Welcome, Guest: Register On Nairaland / LOGIN! / Trending / Recent / New
Stats: 3,207,747 members, 8,000,166 topics. Date: Tuesday, 12 November 2024 at 12:43 AM

600,000 Lines Of String From A Text File(java Scanner ) - Programming - Nairaland

Nairaland Forum / Science/Technology / Programming / 600,000 Lines Of String From A Text File(java Scanner ) (2759 Views)

Function Points (FP) Vs Lines Of Code (LOC) / [MOD] PHP WORKOUTS - String Manipulation 1 / How Do I Write Sql Statemen That Can Cast String To Double (2) (3) (4)

(1) (Reply) (Go Down)

600,000 Lines Of String From A Text File(java Scanner ) by Otuabaroku: 3:52pm On Feb 08, 2013
I am just working on a code to solve 2SAT problem. Have written the code and on my way to test with a large input data from a text file.
However, just to read the input data alone, it has taken my system more than 2 hrs and counting to read into the program. I'm just wondering if because the Scanner class or my system. As I'm somehow puzzled by this development.

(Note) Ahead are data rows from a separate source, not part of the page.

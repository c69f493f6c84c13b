//! Rolling-window request quota accounting.
//!
//! A user's allowance is a limit over a rolling day-window, per media kind.
//! Per-user overrides beat the global defaults; a limit of zero means
//! unlimited. Movies consume one unit per request, series consume one unit per
//! requested season.

use chrono::{DateTime, Duration, Utc};
use serde::{Deserialize, Serialize};

use crate::error::Result;
use crate::models::{MediaType, RequestStatus, User};
use crate::permissions::{PermissionCheck, Permissions};
use crate::store::RequestCounter;

/// Global default limit/window for one media kind.
#[derive(Debug, Clone, Copy, PartialEq, Eq, Serialize, Deserialize)]
pub struct QuotaDefaults {
    /// Zero means unlimited.
    pub limit: u64,
    /// Zero means the window spans all time.
    pub days: u64,
}

impl Default for QuotaDefaults {
    fn default() -> Self {
        Self { limit: 0, days: 7 }
    }
}

/// Global quota defaults, overridable per user.
#[derive(Debug, Clone, Copy, Default, PartialEq, Eq, Serialize, Deserialize)]
pub struct QuotaPolicy {
    pub movie: QuotaDefaults,
    pub tv: QuotaDefaults,
}

/// Computed allowance for one media kind. Never stored.
#[derive(Debug, Clone, Copy, PartialEq, Eq, Serialize, Deserialize)]
pub struct QuotaSnapshot {
    pub limit: u64,
    pub days: u64,
    pub used: u64,
    /// `None` signals unlimited.
    pub remaining: Option<u64>,
    pub restricted: bool,
}

impl QuotaSnapshot {
    fn derive(limit: u64, days: u64, used: u64) -> Self {
        let restricted = limit > 0 && used >= limit;
        let remaining = (limit > 0).then(|| limit.saturating_sub(used));
        Self {
            limit,
            days,
            used,
            remaining,
            restricted,
        }
    }
}

/// Allowance for both media kinds.
#[derive(Debug, Clone, Copy, PartialEq, Eq, Serialize, Deserialize)]
pub struct UserQuota {
    pub movie: QuotaSnapshot,
    pub tv: QuotaSnapshot,
}

impl UserQuota {
    /// Whether a new request of `media_type` must be rejected.
    #[must_use]
    pub fn is_restricted(&self, media_type: MediaType) -> bool {
        match media_type {
            MediaType::Movie => self.movie.restricted,
            MediaType::Tv => self.tv.restricted,
        }
    }
}

/// Quota computation over an injected request counter.
#[derive(Debug, Clone, Default)]
pub struct QuotaEngine {
    policy: QuotaPolicy,
}

impl QuotaEngine {
    #[must_use]
    pub fn new(policy: QuotaPolicy) -> Self {
        Self { policy }
    }

    /// Compute the user's current allowance.
    ///
    /// Users holding `MANAGE_USERS` bypass quotas entirely. Counter failures
    /// propagate: a silent "unlimited" fallback would be a policy bug, not a
    /// best-effort degradation.
    pub async fn compute(
        &self,
        user: &User,
        now: DateTime<Utc>,
        counter: &dyn RequestCounter,
    ) -> Result<UserQuota> {
        let bypass = user.has_permission(Permissions::MANAGE_USERS, PermissionCheck::Any);

        let movie = self
            .compute_kind(
                user,
                now,
                counter,
                MediaType::Movie,
                if bypass { 0 } else {
                    user.movie_quota_limit.unwrap_or(self.policy.movie.limit)
                },
                user.movie_quota_days.unwrap_or(self.policy.movie.days),
            )
            .await?;
        let tv = self
            .compute_kind(
                user,
                now,
                counter,
                MediaType::Tv,
                if bypass { 0 } else {
                    user.tv_quota_limit.unwrap_or(self.policy.tv.limit)
                },
                user.tv_quota_days.unwrap_or(self.policy.tv.days),
            )
            .await?;

        Ok(UserQuota { movie, tv })
    }

    async fn compute_kind(
        &self,
        user: &User,
        now: DateTime<Utc>,
        counter: &dyn RequestCounter,
        media_type: MediaType,
        limit: u64,
        days: u64,
    ) -> Result<QuotaSnapshot> {
        // Unlimited: skip the counting query entirely.
        let used = if limit == 0 {
            0
        } else {
            // A window too large to represent degrades to all-time.
            let since = (days > 0).then(|| {
                i64::try_from(days)
                    .ok()
                    .and_then(Duration::try_days)
                    .and_then(|window| now.checked_sub_signed(window))
                    .unwrap_or(DateTime::<Utc>::MIN_UTC)
            });
            counter
                .count_requests(user.id, media_type, since, RequestStatus::Declined)
                .await?
        };

        Ok(QuotaSnapshot::derive(limit, days, used))
    }
}

#[cfg(test)]
mod tests {
    use async_trait::async_trait;

    use super::*;
    use crate::error::Error;
    use crate::store::{MemoryStore, StoredRequest};

    fn requester(movie_limit: Option<u64>, movie_days: Option<u64>) -> User {
        let mut user = User::new(1, "Neo", Permissions::REQUEST);
        user.movie_quota_limit = movie_limit;
        user.movie_quota_days = movie_days;
        user
    }

    fn movie_request(age_days: i64) -> StoredRequest {
        StoredRequest {
            user_id: 1,
            media_type: MediaType::Movie,
            status: RequestStatus::Approved,
            created_at: Utc::now() - Duration::days(age_days),
            seasons: 0,
        }
    }

    #[tokio::test]
    async fn three_of_five_in_window() {
        let store = MemoryStore::new();
        for age in [1, 2, 3] {
            store.add_request(movie_request(age));
        }
        store.add_request(movie_request(30)); // outside the window

        let engine = QuotaEngine::default();
        let quota = engine
            .compute(&requester(Some(5), Some(7)), Utc::now(), &store)
            .await
            .unwrap();

        assert_eq!(quota.movie.limit, 5);
        assert_eq!(quota.movie.used, 3);
        assert_eq!(quota.movie.remaining, Some(2));
        assert!(!quota.movie.restricted);
    }

    #[tokio::test]
    async fn exhausted_quota_restricts() {
        let store = MemoryStore::new();
        for age in [1, 1, 2, 3, 4] {
            store.add_request(movie_request(age));
        }

        let engine = QuotaEngine::default();
        let quota = engine
            .compute(&requester(Some(5), Some(7)), Utc::now(), &store)
            .await
            .unwrap();

        assert_eq!(quota.movie.remaining, Some(0));
        assert!(quota.movie.restricted);
        assert!(quota.is_restricted(MediaType::Movie));
        assert!(!quota.is_restricted(MediaType::Tv));
    }

    #[tokio::test]
    async fn manage_users_bypasses_quota() {
        let store = MemoryStore::new();
        for age in [1, 2, 3] {
            store.add_request(movie_request(age));
        }

        let mut user = requester(Some(1), Some(7));
        user.permissions |= Permissions::MANAGE_USERS;

        let engine = QuotaEngine::default();
        let quota = engine.compute(&user, Utc::now(), &store).await.unwrap();

        assert_eq!(quota.movie.limit, 0);
        assert_eq!(quota.movie.remaining, None);
        assert!(!quota.movie.restricted);
    }

    #[tokio::test]
    async fn declined_requests_are_not_counted() {
        let store = MemoryStore::new();
        store.add_request(movie_request(1));
        store.add_request(StoredRequest {
            status: RequestStatus::Declined,
            ..movie_request(1)
        });

        let engine = QuotaEngine::default();
        let quota = engine
            .compute(&requester(Some(5), Some(7)), Utc::now(), &store)
            .await
            .unwrap();
        assert_eq!(quota.movie.used, 1);
    }

    #[tokio::test]
    async fn unrepresentable_window_degrades_to_all_time() {
        let store = MemoryStore::new();
        store.add_request(movie_request(1000));

        let engine = QuotaEngine::default();
        let quota = engine
            .compute(&requester(Some(5), Some(u64::MAX)), Utc::now(), &store)
            .await
            .unwrap();
        // The cutoff cannot land in the future; the old request still counts.
        assert_eq!(quota.movie.used, 1);
    }

    #[tokio::test]
    async fn zero_days_spans_all_time() {
        let store = MemoryStore::new();
        store.add_request(movie_request(1000));

        let engine = QuotaEngine::default();
        let quota = engine
            .compute(&requester(Some(5), Some(0)), Utc::now(), &store)
            .await
            .unwrap();
        assert_eq!(quota.movie.used, 1);
    }

    #[tokio::test]
    async fn global_defaults_apply_without_override() {
        let store = MemoryStore::new();
        store.add_request(movie_request(1));

        let engine = QuotaEngine::new(QuotaPolicy {
            movie: QuotaDefaults { limit: 2, days: 7 },
            tv: QuotaDefaults::default(),
        });
        let quota = engine
            .compute(&requester(None, None), Utc::now(), &store)
            .await
            .unwrap();
        assert_eq!(quota.movie.limit, 2);
        assert_eq!(quota.movie.used, 1);
        // TV default limit stays unlimited.
        assert_eq!(quota.tv.remaining, None);
    }

    #[tokio::test]
    async fn tv_units_are_seasons() {
        let store = MemoryStore::new();
        store.add_request(StoredRequest {
            user_id: 1,
            media_type: MediaType::Tv,
            status: RequestStatus::Approved,
            created_at: Utc::now() - Duration::days(1),
            seasons: 3,
        });

        let mut user = requester(None, None);
        user.tv_quota_limit = Some(4);
        user.tv_quota_days = Some(7);

        let engine = QuotaEngine::default();
        let quota = engine.compute(&user, Utc::now(), &store).await.unwrap();
        assert_eq!(quota.tv.used, 3);
        assert_eq!(quota.tv.remaining, Some(1));
    }

    #[tokio::test]
    async fn identical_inputs_yield_identical_snapshots() {
        let store = MemoryStore::new();
        store.add_request(movie_request(2));

        let engine = QuotaEngine::default();
        let now = Utc::now();
        let user = requester(Some(5), Some(7));
        let first = engine.compute(&user, now, &store).await.unwrap();
        let second = engine.compute(&user, now, &store).await.unwrap();
        assert_eq!(first, second);
    }

    struct FailingCounter;

    #[async_trait]
    impl RequestCounter for FailingCounter {
        async fn count_requests(
            &self,
            _user_id: i64,
            _media_type: MediaType,
            _since: Option<DateTime<Utc>>,
            _exclude_status: RequestStatus,
        ) -> Result<u64> {
            Err(Error::Other("connection reset".to_string()))
        }
    }

    #[tokio::test]
    async fn counter_failure_propagates() {
        let engine = QuotaEngine::default();
        let result = engine
            .compute(&requester(Some(5), Some(7)), Utc::now(), &FailingCounter)
            .await;
        assert!(result.is_err());
    }
}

Any suggestions good people?
Re: 600,000 Lines Of String From A Text File(java Scanner ) by Shimao(m): 4:17pm On Feb 08, 2013
You need to be sure your code isn't in an infinite loop.
Re: 600,000 Lines Of String From A Text File(java Scanner ) by Otuabaroku: 5:11pm On Feb 08, 2013
Not at all as I have tested the one of 10,000 lines before this particular one that is taking forever to read the input data into the program.
Thanks a lot.More ideas please.
Re: 600,000 Lines Of String From A Text File(java Scanner ) by lordZOUGA(m): 5:39pm On Feb 08, 2013
can you post your source code?
Re: 600,000 Lines Of String From A Text File(java Scanner ) by Otuabaroku: 5:54pm On Feb 08, 2013
The code below is meant to load the input data to the program but it is taking almost for ever to do this.

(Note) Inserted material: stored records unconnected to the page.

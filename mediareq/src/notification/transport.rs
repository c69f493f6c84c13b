//! Delivery boundary between agents and the outside world.
//!
//! Agents build payloads; a [`Transport`] moves them. The default transport is
//! an HTTP client with a per-request timeout. A timed-out delivery is an
//! ordinary failure; retries, when wanted, live behind the transport, never in
//! the agents.

use std::time::Duration;

use async_trait::async_trait;
#[cfg(test)]
use mockall::automock;
use url::Url;

use crate::error::{Error, Result};

/// Default per-request timeout for the HTTP transport.
pub const DEFAULT_TIMEOUT: Duration = Duration::from_secs(15);

/// Payload handed to a transport.
#[derive(Debug, Clone)]
pub enum DeliveryBody {
    Json(serde_json::Value),
    Raw(Vec<u8>),
}

/// One delivery to one endpoint.
#[derive(Debug, Clone)]
pub struct DeliveryRequest {
    pub endpoint: Url,
    pub headers: Vec<(String, String)>,
    pub body: DeliveryBody,
}

impl DeliveryRequest {
    #[must_use]
    pub fn json(endpoint: Url, body: serde_json::Value) -> Self {
        Self {
            endpoint,
            headers: Vec::new(),
            body: DeliveryBody::Json(body),
        }
    }

    #[must_use]
    pub fn with_header(mut self, name: impl Into<String>, value: impl Into<String>) -> Self {
        self.headers.push((name.into(), value.into()));
        self
    }
}

/// Outcome of a delivery attempt that reached the remote end.
#[derive(Debug, Clone)]
pub struct DeliveryResponse {
    pub status: u16,
    /// Response body, captured only for non-success statuses.
    pub body: Option<String>,
}

impl DeliveryResponse {
    #[must_use]
    pub fn is_success(&self) -> bool {
        (200..300).contains(&self.status)
    }

    /// The remote endpoint no longer exists. Push services answer 404 or 410
    /// for expired subscriptions.
    #[must_use]
    pub fn is_gone(&self) -> bool {
        self.status == 404 || self.status == 410
    }
}

/// Minimal "deliver payload to endpoint" capability injected into every agent.
#[cfg_attr(test, automock)]
#[async_trait]
pub trait Transport: Send + Sync {
    async fn deliver(&self, request: DeliveryRequest) -> Result<DeliveryResponse>;
}

/// HTTP transport backed by a shared client.
pub struct HttpTransport {
    client: reqwest::Client,
}

impl HttpTransport {
    pub fn new(timeout: Duration) -> Result<Self> {
        let client = reqwest::Client::builder()
            .timeout(timeout)
            .build()
            .map_err(|e| Error::transport(format!("Failed to build HTTP client: {e}")))?;
        Ok(Self { client })
    }

    pub fn with_default_timeout() -> Result<Self> {
        Self::new(DEFAULT_TIMEOUT)
    }
}

#[async_trait]
impl Transport for HttpTransport {
    async fn deliver(&self, request: DeliveryRequest) -> Result<DeliveryResponse> {
        let mut builder = self.client.post(request.endpoint.clone());
        for (name, value) in &request.headers {
            builder = builder.header(name, value);
        }
        builder = match request.body {
            DeliveryBody::Json(value) => builder.json(&value),
            DeliveryBody::Raw(bytes) => builder.body(bytes),
        };

        let response = builder
            .send()
            .await
            .map_err(|e| Error::transport(format!("Delivery to {} failed: {e}", request.endpoint)))?;

        let status = response.status();
        let body = if status.is_success() {
            None
        } else {
            Some(response.text().await.unwrap_or_default())
        };

        Ok(DeliveryResponse {
            status: status.as_u16(),
            body,
        })
    }
}

#[cfg(test)]
mod tests {
    use super::*;

    #[test]
    fn success_and_gone_classification() {
        let ok = DeliveryResponse {
            status: 204,
            body: None,
        };
        assert!(ok.is_success());
        assert!(!ok.is_gone());

        let gone = DeliveryResponse {
            status: 410,
            body: Some("gone".to_string()),
        };
        assert!(!gone.is_success());
        assert!(gone.is_gone());

        let throttled = DeliveryResponse {
            status: 429,
            body: None,
        };
        assert!(!throttled.is_success());
        assert!(!throttled.is_gone());
    }

    #[test]
    fn request_builder_accumulates_headers() {
        let request = DeliveryRequest::json(
            Url::parse("https://example.com/hook").unwrap(),
            serde_json::json!({"ok": true}),
        )
        .with_header("Authorization", "Bearer token");
        assert_eq!(request.headers.len(), 1);
        assert_eq!(request.headers[0].0, "Authorization");
    }
}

public static void main(String[] args) throws Exception {


Scanner iFile = new Scanner(new FileReader("graph44.txt"wink);

Graph graph = new Graph();





while(iFile.hasNext()) {

Node<String> a = new Node<String>(iFile.next());

Node<String> b = new Node<String>(iFile.next());

System.out.println(a + " " + b);

int aPosition = graph.indexOf(a);

int bPosition = graph.indexOf(b);



// If a does not exist in the graph yet.

if(aPosition == -1)

aPosition = graph.addNode(a);



// If b does not exist in the graph yet.

if(bPosition == -1)

bPosition = graph.addNode(b);



Edge edge = new Edge(graph.getNodeAt(aPosition), graph.getNodeAt(bPosition));



graph.addEdge(edge);

}
}
Re: 600,000 Lines Of String From A Text File(java Scanner ) by Javanian: 6:59pm On Feb 08, 2013
did you code the Graph or Edge or is it from the Standard Library??
Re: 600,000 Lines Of String From A Text File(java Scanner ) by Otuabaroku: 7:03pm On Feb 08, 2013
@Javanian, yes I did code the Edge and Graph and not from the Standard Library.
Re: 600,000 Lines Of String From A Text File(java Scanner ) by Javanian: 7:09pm On Feb 08, 2013
Don't use the Scanner class, Scanner is Very slow especially for large inputs like this, rather use the classes in the java.io package...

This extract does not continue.